Friday, June 10, 2005
7:15 AM
DANNY; so youre using the old one? anyway do yo still think everything was a mistake? i just wanted to know that all of a sudden, its so tiring, to try to make things alright. ):
AISHA; thanks, at least there's someone who can make me smile once in a while i guess, but ah well, see you on sunday! we'll talk under the stars alright? i want to talk to you so much, not jus about me but you too!
went towning today with my sister.
i saw weiting and cherr! hahas weiting was so obviously er weiting! cause of her red bag.
walk ed around a lil bought what i wanted to wear for sunday's party, got part of mel's present and went to ps to get the other part of mel's present and wait for my mommy to have dinner and met up with mel to pass her her stuffs. so long since i last went out with my sister like that. and i shall not say why.

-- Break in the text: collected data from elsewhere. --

//! `ConfigFilesystem` implementation for `LocalFilesystem`.

use std::fs;
use std::path::Path;

use crate::domain::AppError;
use crate::ports::ConfigFilesystem;

use super::LocalFilesystem;

impl ConfigFilesystem for LocalFilesystem {
    fn read_file(&self, path: &Path) -> Result<String, AppError> {
        fs::read_to_string(self.resolve_path(path)).map_err(AppError::from)
    }

    fn file_exists(&self, path: &Path) -> bool {
        self.resolve_path(path).is_file()
    }
}

#[cfg(test)]
mod tests {
    use std::path::PathBuf;

    use tempfile::TempDir;

    use super::*;

    fn test_store() -> (TempDir, LocalFilesystem) {
        let dir = TempDir::new().expect("failed to create temp dir");
        let store = LocalFilesystem::new(dir.path().to_path_buf());
        (dir, store)
    }

    #[test]
    fn reads_relative_paths_from_root() {
        let (dir, store) = test_store();
        fs::write(dir.path().join("codepath.toml"), "[output]\nprefix = \"x\"\n").unwrap();

        assert!(store.file_exists(Path::new("codepath.toml")));
        let content = store.read_file(Path::new("codepath.toml")).unwrap();
        assert!(content.contains("prefix"));
    }

    #[test]
    fn absolute_paths_bypass_root() {
        let (dir, _) = test_store();
        let other = LocalFilesystem::new(PathBuf::from("/nonexistent-root"));
        let file = dir.path().join("abs.yml");
        fs::write(&file, "output: {}\n").unwrap();

        assert!(other.file_exists(&file));
        assert_eq!(other.resolve_path(&file), file);
    }

    #[test]
    fn directories_are_not_config_files() {
        let (dir, store) = test_store();
        fs::create_dir(dir.path().join("codepath.toml")).unwrap();
        assert!(!store.file_exists(Path::new("codepath.toml")));
    }

    #[test]
    fn missing_file_is_io_not_found() {
        let (_dir, store) = test_store();
        let err = store.read_file(Path::new("missing.toml")).unwrap_err();
        assert_eq!(err.kind(), std::io::ErrorKind::NotFound);
    }
}
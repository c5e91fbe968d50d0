pub mod filesystem;

pub use filesystem::LocalFilesystem;
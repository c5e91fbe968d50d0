mod config_filesystem;

pub use config_filesystem::ConfigFilesystem;
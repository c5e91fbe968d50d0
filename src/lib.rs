//! codepath: compute output directories for generated client code and samples.
//!
//! The core is [`CommonCodePathMapper`], a pure mapping from a package name
//! (and optionally a sample method) to a `/`-joined relative path:
//!
//! ```
//! use codepath::{CaseStyle, CommonCodePathMapper};
//!
//! let mapper = CommonCodePathMapper::builder()
//!     .prefix("lib")
//!     .append_package(true)
//!     .formatter(CaseStyle::LowerUnderscore)
//!     .build();
//!
//! assert_eq!(
//!     mapper.path_for_element("Google::Cloud::SecretManager"),
//!     "lib/google/cloud/secret_manager"
//! );
//! assert_eq!(
//!     mapper.path_for_sample("Google::Pubsub", "listTopics"),
//!     "lib/samples/google/pubsub/list_topics"
//! );
//! ```

pub mod adapters;
pub mod app;
pub mod domain;
pub mod ports;

#[cfg(test)]
pub(crate) mod testing;

pub use app::api::{
    PathKind, PathOutcome, PathRequest, load, load_at, output_path, output_path_at, show_config,
    show_config_at,
};
pub use app::config::LoadedConfig;
pub use domain::{
    AppError, CaseStyle, CodePathMapper, CodepathConfig, CommonCodePathMapper,
    CommonCodePathMapperBuilder, Name, NameFormatter, OutputOverrides, OutputSettings,
    ProductConfig, ProductSettings, SAMPLES_DIRECTORY,
};
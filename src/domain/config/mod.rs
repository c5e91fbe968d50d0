pub mod parse;
pub mod paths;
mod settings;

pub use parse::{ConfigFormat, parse_config_content, render_config_toml};
pub use settings::{CodepathConfig, OutputOverrides, OutputSettings};
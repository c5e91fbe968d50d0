//! Read-only filesystem access for configuration discovery.
//!
//! Keeps config loading testable without touching disk; the mapper itself
//! never performs I/O.

use std::path::Path;

use crate::domain::AppError;

/// Port for reading configuration files.
///
/// Relative paths are resolved against the implementation's root.
pub trait ConfigFilesystem {
    /// Read a file as UTF-8 text.
    fn read_file(&self, path: &Path) -> Result<String, AppError>;

    /// Check whether a regular file exists.
    fn file_exists(&self, path: &Path) -> bool;
}
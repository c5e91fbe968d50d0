mod common;

use common::TestContext;
use predicates::prelude::*;
use std::fs;

const RUBY_CONFIG: &str = r#"[output]
prefix = "lib"
append_package = true
formatter = "lower_underscore"

[product]
package_name = "Google::Cloud::SecretManager::V1"
"#;

#[test]
fn element_without_config_prints_empty_path() {
    let ctx = TestContext::new();

    ctx.cli().args(["element", "com.example.foo"]).assert().success().stdout("\n");
}

#[test]
fn element_with_flags_only() {
    let ctx = TestContext::new();

    ctx.cli()
        .args(["element", "com.example.foo", "--append-package", "true"])
        .assert()
        .success()
        .stdout("com/example/foo\n");

    ctx.cli()
        .args(["e", "Foo::Bar", "--append-package", "true"])
        .assert()
        .success()
        .stdout("foo/bar\n");
}

#[test]
fn element_reads_project_config() {
    let ctx = TestContext::new();
    ctx.write_project_config(RUBY_CONFIG);

    ctx.cli().arg("element").assert().success().stdout("lib/google/cloud/secret_manager/v1\n");
}

#[test]
fn sample_inserts_samples_directory() {
    let ctx = TestContext::new();

    ctx.cli()
        .args(["sample", "pkg.sub", "--method", "listFoos"])
        .args(["--prefix", "gen", "--append-package", "true"])
        .assert()
        .success()
        .stdout("gen/samples/pkg/sub/listfoos\n");
}

#[test]
fn sample_with_configured_formatter() {
    let ctx = TestContext::new();
    ctx.write_project_config(RUBY_CONFIG);

    ctx.cli()
        .args(["s", "-m", "accessSecretVersion"])
        .assert()
        .success()
        .stdout("lib/samples/google/cloud/secret_manager/v1/access_secret_version\n");
}

#[test]
fn flags_override_project_config() {
    let ctx = TestContext::new();
    ctx.write_project_config(RUBY_CONFIG);

    ctx.cli()
        .args(["element", "--prefix", "out", "--formatter", "none"])
        .assert()
        .success()
        .stdout("out/google/cloud/secretmanager/v1\n");

    ctx.cli()
        .args(["element", "--formatter", "upper-camel"])
        .assert()
        .success()
        .stdout("lib/Google/Cloud/SecretManager/V1\n");
}

#[test]
fn explicit_yaml_config() {
    let ctx = TestContext::new();
    ctx.write_project_config("[output]\nprefix = \"ignored\"\n");
    ctx.write_config(
        "configs/python.yaml",
        "output:\n  prefix: google-cloud\n  append_package: true\n",
    );

    ctx.cli()
        .args(["--config", "configs/python.yaml", "element", "google.cloud.tasks"])
        .assert()
        .success()
        .stdout("google-cloud/google/cloud/tasks\n");
}

#[test]
fn env_config_is_used_when_no_flag() {
    let ctx = TestContext::new();
    let env_config = ctx.outside_dir().join("env.toml");
    fs::write(&env_config, "[output]\nprefix = \"from-env\"\n").unwrap();

    ctx.cli()
        .env("CODEPATH_CONFIG", &env_config)
        .args(["element", "a.b"])
        .assert()
        .success()
        .stdout("from-env\n");
}

#[test]
fn json_output() {
    let ctx = TestContext::new();
    ctx.write_project_config(RUBY_CONFIG);

    let output = ctx.cli().args(["sample", "--method", "getSecret", "--json"]).output().unwrap();
    assert!(output.status.success());

    let json: serde_json::Value = serde_json::from_slice(&output.stdout).unwrap();
    assert_eq!(json["kind"], "sample");
    assert_eq!(json["package"], "Google::Cloud::SecretManager::V1");
    assert_eq!(json["method"], "getSecret");
    assert_eq!(json["path"], "lib/samples/google/cloud/secret_manager/v1/get_secret");
}

#[test]
fn config_prints_resolved_toml() {
    let ctx = TestContext::new();
    ctx.write_project_config(RUBY_CONFIG);

    ctx.cli()
        .args(["config", "--prefix", "src"])
        .assert()
        .success()
        .stdout(predicate::str::contains("prefix = \"src\""))
        .stdout(predicate::str::contains("formatter = \"lower_underscore\""))
        .stdout(predicate::str::contains("package_name = \"Google::Cloud::SecretManager::V1\""));
}

#[test]
fn missing_explicit_config_fails() {
    let ctx = TestContext::new();

    ctx.cli()
        .args(["--config", "missing.toml", "element", "a.b"])
        .assert()
        .failure()
        .stderr(predicate::str::contains("Config file not found: missing.toml"));
}

#[test]
fn missing_package_warns_and_prints_prefix_only_path() {
    let ctx = TestContext::new();

    ctx.cli()
        .args(["element", "--prefix", "gen", "--append-package", "true"])
        .assert()
        .success()
        .stdout("gen\n")
        .stderr(predicate::str::contains("no package name given"));
}

#[test]
fn sample_rejects_empty_method() {
    let ctx = TestContext::new();

    ctx.cli().args(["sample", "a.b", "--method", ""]).assert().failure().code(2);
}

#[test]
fn invalid_config_reports_parse_error() {
    let ctx = TestContext::new();
    ctx.write_project_config("[output]\nformatter = \"shouty\"\n");

    ctx.cli()
        .args(["element", "a.b"])
        .assert()
        .failure()
        .stderr(predicate::str::contains("Unknown case style 'shouty'"));
}

#[test]
fn unknown_formatter_flag_is_a_usage_error() {
    let ctx = TestContext::new();

    ctx.cli()
        .args(["element", "a.b", "--formatter", "shouty"])
        .assert()
        .failure()
        .stderr(predicate::str::contains("Unknown case style"));
}

#[test]
fn verbose_logs_go_to_stderr() {
    let ctx = TestContext::new();
    ctx.write_project_config(RUBY_CONFIG);

    ctx.cli()
        .args(["-v", "element"])
        .assert()
        .success()
        .stdout("lib/google/cloud/secret_manager/v1\n")
        .stderr(predicate::str::contains("loaded config"));
}
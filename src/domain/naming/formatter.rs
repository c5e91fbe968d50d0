use std::fmt;
use std::str::FromStr;

use serde::{Deserialize, Serialize};

use super::Name;
use crate::domain::AppError;

/// Converts a normalized name into one piece of a package file path.
///
/// Implemented by [`CaseStyle`] and by any `Fn(&Name) -> String` closure, so
/// generators for a new target can plug in their own convention.
pub trait NameFormatter: Send + Sync {
    fn package_file_path_piece(&self, name: &Name) -> String;
}

impl<F> NameFormatter for F
where
    F: Fn(&Name) -> String + Send + Sync,
{
    fn package_file_path_piece(&self, name: &Name) -> String {
        self(name)
    }
}

/// Built-in casing conventions for path pieces.
#[derive(Debug, Clone, Copy, PartialEq, Eq, Hash, Serialize, Deserialize)]
#[serde(rename_all = "snake_case")]
pub enum CaseStyle {
    /// `ListFoos` kept as given, first letter uppercased.
    Original,
    /// `listfoos`
    Lower,
    /// `ListFoos`
    UpperCamel,
    /// `listFoos`
    LowerCamel,
    /// `list_foos`
    LowerUnderscore,
    /// `LIST_FOOS`
    UpperUnderscore,
    /// `list-foos`
    Kebab,
}

impl CaseStyle {
    pub const ALL: [CaseStyle; 7] = [
        CaseStyle::Original,
        CaseStyle::Lower,
        CaseStyle::UpperCamel,
        CaseStyle::LowerCamel,
        CaseStyle::LowerUnderscore,
        CaseStyle::UpperUnderscore,
        CaseStyle::Kebab,
    ];

    pub fn as_str(&self) -> &'static str {
        match self {
            CaseStyle::Original => "original",
            CaseStyle::Lower => "lower",
            CaseStyle::UpperCamel => "upper_camel",
            CaseStyle::LowerCamel => "lower_camel",
            CaseStyle::LowerUnderscore => "lower_underscore",
            CaseStyle::UpperUnderscore => "upper_underscore",
            CaseStyle::Kebab => "kebab",
        }
    }

    pub fn apply(&self, name: &Name) -> String {
        match self {
            CaseStyle::Original => name.original().to_string(),
            CaseStyle::Lower => name.to_lowercase(),
            CaseStyle::UpperCamel => name.to_upper_camel(),
            CaseStyle::LowerCamel => name.to_lower_camel(),
            CaseStyle::LowerUnderscore => name.to_lower_underscore(),
            CaseStyle::UpperUnderscore => name.to_upper_underscore(),
            CaseStyle::Kebab => name.to_kebab(),
        }
    }

    /// Parse a formatter setting where `none` means "no formatter".
    pub fn parse_optional(value: &str) -> Result<Option<Self>, AppError> {
        if value.trim().eq_ignore_ascii_case("none") {
            return Ok(None);
        }
        value.parse().map(Some)
    }
}

impl NameFormatter for CaseStyle {
    fn package_file_path_piece(&self, name: &Name) -> String {
        self.apply(name)
    }
}

impl FromStr for CaseStyle {
    type Err = AppError;

    fn from_str(s: &str) -> Result<Self, Self::Err> {
        let normalized = s.trim().to_ascii_lowercase().replace('-', "_");
        CaseStyle::ALL
            .into_iter()
            .find(|style| style.as_str() == normalized)
            .ok_or_else(|| AppError::UnknownCaseStyle(s.to_string()))
    }
}

impl fmt::Display for CaseStyle {
    fn fmt(&self, f: &mut fmt::Formatter<'_>) -> fmt::Result {
        write!(f, "{}", self.as_str())
    }
}
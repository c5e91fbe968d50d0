mod load_config;

pub use load_config::{LoadedConfig, load_config};
pub mod config;
pub mod error;
pub mod naming;
pub mod path_mapper;

pub use config::{CodepathConfig, ConfigFormat, OutputOverrides, OutputSettings};
pub use error::AppError;
pub use naming::{CaseStyle, Name, NameFormatter};
pub use path_mapper::{
    CodePathMapper, CommonCodePathMapper, CommonCodePathMapperBuilder, ProductConfig,
    ProductSettings, SAMPLES_DIRECTORY,
};
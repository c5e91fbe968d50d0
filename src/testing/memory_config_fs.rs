//! Test double for `ConfigFilesystem`.

use std::collections::HashMap;
use std::path::{Path, PathBuf};

use crate::domain::AppError;
use crate::ports::ConfigFilesystem;

/// In-memory implementation of `ConfigFilesystem` for unit tests.
#[derive(Clone, Debug, Default)]
pub struct MockConfigFs {
    files: HashMap<PathBuf, String>,
}

impl MockConfigFs {
    pub fn new() -> Self {
        Self::default()
    }

    pub fn with_file(mut self, path: impl Into<PathBuf>, content: &str) -> Self {
        self.files.insert(path.into(), content.to_string());
        self
    }
}

impl ConfigFilesystem for MockConfigFs {
    fn read_file(&self, path: &Path) -> Result<String, AppError> {
        self.files.get(path).cloned().ok_or_else(|| {
            AppError::from(std::io::Error::new(std::io::ErrorKind::NotFound, "Mock file not found"))
        })
    }

    fn file_exists(&self, path: &Path) -> bool {
        self.files.contains_key(path)
    }
}
//! API Facade for the application.
//!
//! Glues configuration discovery to command execution. Each operation has a
//! variant working in the current directory and an `_at` variant taking an
//! explicit root. Only the current-directory variants consult the
//! `CODEPATH_CONFIG` environment variable.

use std::path::{Path, PathBuf};

use crate::adapters::LocalFilesystem;
use crate::app::commands::{output_path, show_config};
use crate::app::config::{LoadedConfig, load_config};
use crate::domain::config::paths::CONFIG_ENV;

pub use crate::app::commands::output_path::{PathKind, PathOutcome, PathRequest};
pub use crate::domain::{AppError, OutputOverrides};

/// Config file named by the `CODEPATH_CONFIG` environment variable.
fn config_from_env() -> Option<PathBuf> {
    std::env::var_os(CONFIG_ENV).filter(|value| !value.is_empty()).map(PathBuf::from)
}

/// Load configuration for the current directory, honoring `CODEPATH_CONFIG`.
pub fn load(explicit: Option<&Path>) -> Result<LoadedConfig, AppError> {
    let filesystem = LocalFilesystem::current()?;
    let from_env = config_from_env();
    load_config(&filesystem, explicit, from_env.as_deref())
}

/// Load configuration discovered under `root` only.
pub fn load_at(
    root: impl Into<PathBuf>,
    explicit: Option<&Path>,
) -> Result<LoadedConfig, AppError> {
    let filesystem = LocalFilesystem::new(root.into());
    load_config(&filesystem, explicit, None)
}

/// Compute an element or sample output path in the current directory.
pub fn output_path(
    explicit: Option<&Path>,
    request: PathRequest,
) -> Result<PathOutcome, AppError> {
    let loaded = load(explicit)?;
    output_path::execute(&loaded.config, request)
}

/// Compute an element or sample output path with config discovered under `root`.
pub fn output_path_at(
    root: impl Into<PathBuf>,
    explicit: Option<&Path>,
    request: PathRequest,
) -> Result<PathOutcome, AppError> {
    let loaded = load_at(root, explicit)?;
    output_path::execute(&loaded.config, request)
}

/// Render the resolved configuration for the current directory as TOML.
pub fn show_config(
    explicit: Option<&Path>,
    overrides: &OutputOverrides,
) -> Result<String, AppError> {
    let loaded = load(explicit)?;
    show_config::execute(&loaded.config, overrides)
}

/// Render the resolved configuration discovered under `root` as TOML.
pub fn show_config_at(
    root: impl Into<PathBuf>,
    explicit: Option<&Path>,
    overrides: &OutputOverrides,
) -> Result<String, AppError> {
    let loaded = load_at(root, explicit)?;
    show_config::execute(&loaded.config, overrides)
}
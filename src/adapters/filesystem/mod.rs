//! Filesystem adapter for the `ConfigFilesystem` port.

mod config_filesystem;

use std::path::{Path, PathBuf};

use crate::domain::AppError;

/// Filesystem-backed store rooted at a working directory.
#[derive(Debug, Clone)]
pub struct LocalFilesystem {
    root: PathBuf,
}

impl LocalFilesystem {
    /// Create a store rooted at the given directory.
    pub fn new(root: PathBuf) -> Self {
        Self { root }
    }

    /// Create a store rooted at the current working directory.
    pub fn current() -> Result<Self, AppError> {
        let cwd = std::env::current_dir()?;
        Ok(Self::new(cwd))
    }

    /// Resolve `path` against the root; absolute paths are returned as-is.
    pub fn resolve_path(&self, path: &Path) -> PathBuf {
        if path.is_absolute() { path.to_path_buf() } else { self.root.join(path) }
    }
}
//! Configuration discovery and loading.

use std::path::{Path, PathBuf};

use crate::domain::AppError;
use crate::domain::config::{self, CodepathConfig, ConfigFormat};
use crate::ports::ConfigFilesystem;

/// Configuration together with the file it came from.
#[derive(Debug, Clone, Default, PartialEq, Eq)]
pub struct LoadedConfig {
    pub config: CodepathConfig,
    /// `None` when built-in defaults were used.
    pub source: Option<PathBuf>,
}

/// Load configuration, in order of precedence, from:
///
/// 1. `explicit` (the `--config` flag), which must exist,
/// 2. `from_env` (the `CODEPATH_CONFIG` variable), which must exist,
/// 3. `codepath.toml` in the filesystem root, if present,
/// 4. built-in defaults.
pub fn load_config<F: ConfigFilesystem>(
    filesystem: &F,
    explicit: Option<&Path>,
    from_env: Option<&Path>,
) -> Result<LoadedConfig, AppError> {
    if let Some(path) = explicit.or(from_env) {
        if !filesystem.file_exists(path) {
            return Err(AppError::ConfigNotFound(path.display().to_string()));
        }
        return read_config(filesystem, path);
    }

    let default_path = config::paths::config(Path::new(""));
    if filesystem.file_exists(&default_path) {
        return read_config(filesystem, &default_path);
    }

    tracing::debug!("no {} found; using defaults", config::paths::CONFIG_FILE);
    Ok(LoadedConfig::default())
}

fn read_config<F: ConfigFilesystem>(filesystem: &F, path: &Path) -> Result<LoadedConfig, AppError> {
    let format = ConfigFormat::from_path(path)?;
    let content = filesystem.read_file(path)?;
    let config = config::parse_config_content(&content, format)?;
    tracing::debug!(path = %path.display(), ?format, "loaded config");
    Ok(LoadedConfig { config, source: Some(path.to_path_buf()) })
}
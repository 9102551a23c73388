use shared::error::ApiError;
use thiserror::Error;

#[derive(Debug, Error)]
pub enum EngineError {
    #[error("invalid engine url: {0}")]
    InvalidUrl(String),
    #[error("engine request failed: {0}")]
    Http(#[from] reqwest::Error),
    #[error("failed to decode engine response: {0}")]
    Decode(#[from] serde_json::Error),
    #[error("engine rejected {procedure} ({code}): {message}")]
    Rejected {
        procedure: String,
        code: i32,
        message: String,
    },
    #[error("engine returned HTTP {status} for {procedure}")]
    Status { procedure: String, status: u16 },
}

impl EngineError {
    pub fn rejected(procedure: &str, error: ApiError) -> Self {
        Self::Rejected {
            procedure: procedure.to_string(),
            code: error.code,
            message: error.message,
        }
    }
}

#[derive(Debug, Error)]
pub enum StoreError {
    #[error("game has not been started")]
    NotStarted,
    #[error("game state store was closed")]
    Closed,
    #[error(transparent)]
    Engine(#[from] EngineError),
}

#[derive(Debug, Error)]
pub enum PromptError {
    #[error("a pawn promotion prompt is already active")]
    Conflict,
}

#[derive(Debug, Error)]
pub enum SubmissionError {
    #[error("no legal move from {origin} to {destination}")]
    NoCandidate { origin: String, destination: String },
    #[error(transparent)]
    Prompt(#[from] PromptError),
    #[error("promotion prompt failed: {0}")]
    PromptFailed(anyhow::Error),
    #[error("{choice} was not offered as a promotion target")]
    UnofferedPromotion { choice: String },
    #[error(transparent)]
    Store(#[from] StoreError),
}

#[derive(Debug, Error)]
pub enum ClickError {
    #[error(transparent)]
    Store(#[from] StoreError),
    #[error(transparent)]
    Submission(#[from] SubmissionError),
}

im trying to turn my life the other way, see i deleted all the past entries, since now there's a chance to, but i realise nothing much changed, the unfamilarity, though we've know each other since a thousand years, i guess i jus cant register the fact that things between us have came to a stage that im not in control anymore. i once thought, maybe i should jus try a lil more, hope a lil more, hang on, have a lil more faith. but none has changed isnt it? i hate it when everytime i try to let go of smt, signs tell me, maybe i shouldn. this situation i so hate, i want to move on, with you, with mel, with eli, with aisha, with all my friends and all those who truly love me but somehow i just cant? the memories are still there, but even though youre the first person that comes to my mind when im down, i know ou can never be there for me and i can never be the one to listen to you anymore. remember the times when after school days were the best? where we would jus kick our choes off, lie down and watch they skies? ive never done it with anyone after you, remember how we used to fight our way jus to sit together in class? trying to prove that it wont affect our results. all these i cant forget, someone please tell me how i should feel.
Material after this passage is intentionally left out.